‘Remembering and Committing’ to Representation in Advocacy Leadership for World AIDS Day
This year, World AIDS Day celebrates its 35th anniversary under the banner of “Remember and Commit”. As someone who was born in the mid 1980s, I do not have the experience of remembering a world before HIV, though I did have the privilege of being deeply influenced by fierce HIV activists and People Living With HIV (PLWH) from the time I was very young. My first memories of HIV involve my beloved Auntie Michelle, who was an HIV program monitor from the late 80s through the 2010s. In crumbling pastels, she covered her entire driveway in sidewalk chalk to help explain her work and how systems of HIV care interacted on local and national levels. My eleven-year-old brain was fascinated as she illustrated how the strongest programs placed people who had lived experience at the center of leadership and program development… and also what happened when the voices of those people were ignored.
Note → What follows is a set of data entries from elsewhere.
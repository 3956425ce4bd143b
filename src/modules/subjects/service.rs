use sqlx::SqlitePool;
use tracing::instrument;

use crate::utils::errors::AppError;
use crate::utils::pagination::PaginationParams;

use super::model::{CreateSubjectDto, Subject, UpdateSubjectDto};

pub struct SubjectService;

impl SubjectService {
    #[instrument(skip(db, dto))]
    pub async fn create_subject(
        db: &SqlitePool,
        dto: CreateSubjectDto,
    ) -> Result<Subject, AppError> {
        let subject = sqlx::query_as::<_, Subject>(
            "INSERT INTO subjects (name) VALUES ($1)
             RETURNING id, name, created_at, updated_at",
        )
        .bind(&dto.name)
        .fetch_one(db)
        .await
        .map_err(|e| AppError::database(anyhow::Error::from(e)))?;

        Ok(subject)
    }

    #[instrument(skip(db))]
    pub async fn get_subjects(
        db: &SqlitePool,
        pagination: &PaginationParams,
    ) -> Result<Vec<Subject>, AppError> {
        let subjects = sqlx::query_as::<_, Subject>(
            "SELECT id, name, created_at, updated_at
             FROM subjects ORDER BY id LIMIT $1 OFFSET $2",
        )
        .bind(pagination.limit())
        .bind(pagination.offset())
        .fetch_all(db)
        .await
        .map_err(|e| AppError::database(anyhow::Error::from(e)))?;

        Ok(subjects)
    }

    #[instrument(skip(db))]
    pub async fn get_subject_by_id(db: &SqlitePool, id: i64) -> Result<Subject, AppError> {
        let subject = sqlx::query_as::<_, Subject>(
            "SELECT id, name, created_at, updated_at FROM subjects WHERE id = $1",
        )
        .bind(id)
        .fetch_optional(db)
        .await
        .map_err(|e| AppError::database(anyhow::Error::from(e)))?
        .ok_or_else(|| AppError::not_found(anyhow::anyhow!("Subject not found")))?;

        Ok(subject)
    }

    #[instrument(skip(db, dto))]
    pub async fn update_subject(
        db: &SqlitePool,
        id: i64,
        dto: UpdateSubjectDto,
    ) -> Result<Subject, AppError> {
        let subject = sqlx::query_as::<_, Subject>(
            "UPDATE subjects SET name = $1, updated_at = CURRENT_TIMESTAMP
             WHERE id = $2
             RETURNING id, name, created_at, updated_at",
        )
        .bind(&dto.name)
        .bind(id)
        .fetch_optional(db)
        .await
        .map_err(|e| AppError::database(anyhow::Error::from(e)))?
        .ok_or_else(|| AppError::not_found(anyhow::anyhow!("Subject not found")))?;

        Ok(subject)
    }

    #[instrument(skip(db))]
    pub async fn delete_subject(db: &SqlitePool, id: i64) -> Result<(), AppError> {
        let result = sqlx::query("DELETE FROM subjects WHERE id = $1")
            .bind(id)
            .execute(db)
            .await
            .map_err(|e| AppError::database(anyhow::Error::from(e)))?;

        if result.rows_affected() == 0 {
            return Err(AppError::not_found(anyhow::anyhow!("Subject not found")));
        }

        Ok(())
    }
}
I don’t have memories of what the world was like before HIV, but I remember my Auntie and her best gay friends (who were the first gay adults I had ever met) walking my pre-teen self down Belmont Avenue in Chicago, sharing memories of where they had partied before the parties became eclipsed by the HIV epidemic. Nestled among those very venues, they also made a point to show me one of the first youth drop-in centers to offer HIV testing, counselling, and support groups in Chicago. They shared about how they had been involved in evolving similar programs to expand access to HIV care in hospitals and neighborhood health clinics throughout Cook County – always championing the ways that PLWH were steering the vision of what those services should look like.
As a young “sick kid” who was already too familiar with the power dynamics of not being heard in medical settings, I remember being in awe that impacted people could ever have power over how their healthcare was delivered, let alone be in positions of leadership to direct how it could be done. In being generous with their memories of a world before HIV, and of what they had helped to build after it, they fostered my sense of legacy in advocacy, and helped shape my dreams of what we might have the power to collectively build in the future.
With this kind of role-modeling, it is perhaps unsurprising that I would find myself both enamored and enraged in the world of healthcare advocacy and policy development as an adult. While it still feels like the field of HIV is more intentional than others in incorporating people with lived experience into leadership roles, there is still plenty of room to more meaningfully center PLWH in our advocacy movements and beyond. And one area we still frequently lag in is ensuring our representation and leadership evolves with the epidemic. Far too many boards and chief executives reflect a heavy white, cis, male experience. Far too often, if leadership has any reflection of diversity among PLWH, it’s very tokenizing. This is especially true for women and trans people.
On a smaller scale, it is now broadly expected (and sometimes legally required) for clinics and programs to house community advisory boards to help guide their practices. Unfortunately, it is less common for those boards to be adequately representative of the communities they serve, and even less common for those boards to have meaningful power in decision making or policy setting within their spheres. What does accountability look like in our collective commitment to centering the voices of PLWH in our advocacy movements? In my experience, it is much easier for people who are not living with HIV to wax poetic about what that can look like, while refusing to cede, shift, or share power in meaningful ways.
From conversations with loved ones, colleagues, and elders who were engaged in early HIV activism, I am reminded that the PLWH at the forefront of the movement were not there because they had been “allowed” to be by people who were not living with HIV, but because they demanded that their voices be heard in all of the spaces in which their lives were discussed. The urgency that motivated their call to action may not look the same now as it did 35 years ago, but the commitment that they demanded from those in power remains the same.
On this World AIDS Day, may we all remember the voices, lives, and sacrifices that PLWH the world over have made to ensure that their voices are the ones propelling our movement. May we remember our commitment to not only hire, but to invest in PLWH and communities highly affected by HIV. May this stream of memory renew our commitments to empowering both new and seasoned leaders who are living with HIV to build a world where everyone can thrive, regardless of their status - and may we remember our individual power to advocate in our own back yards and reflect on how we can hold ourselves accountable to that charge as we move forward in this epidemic together.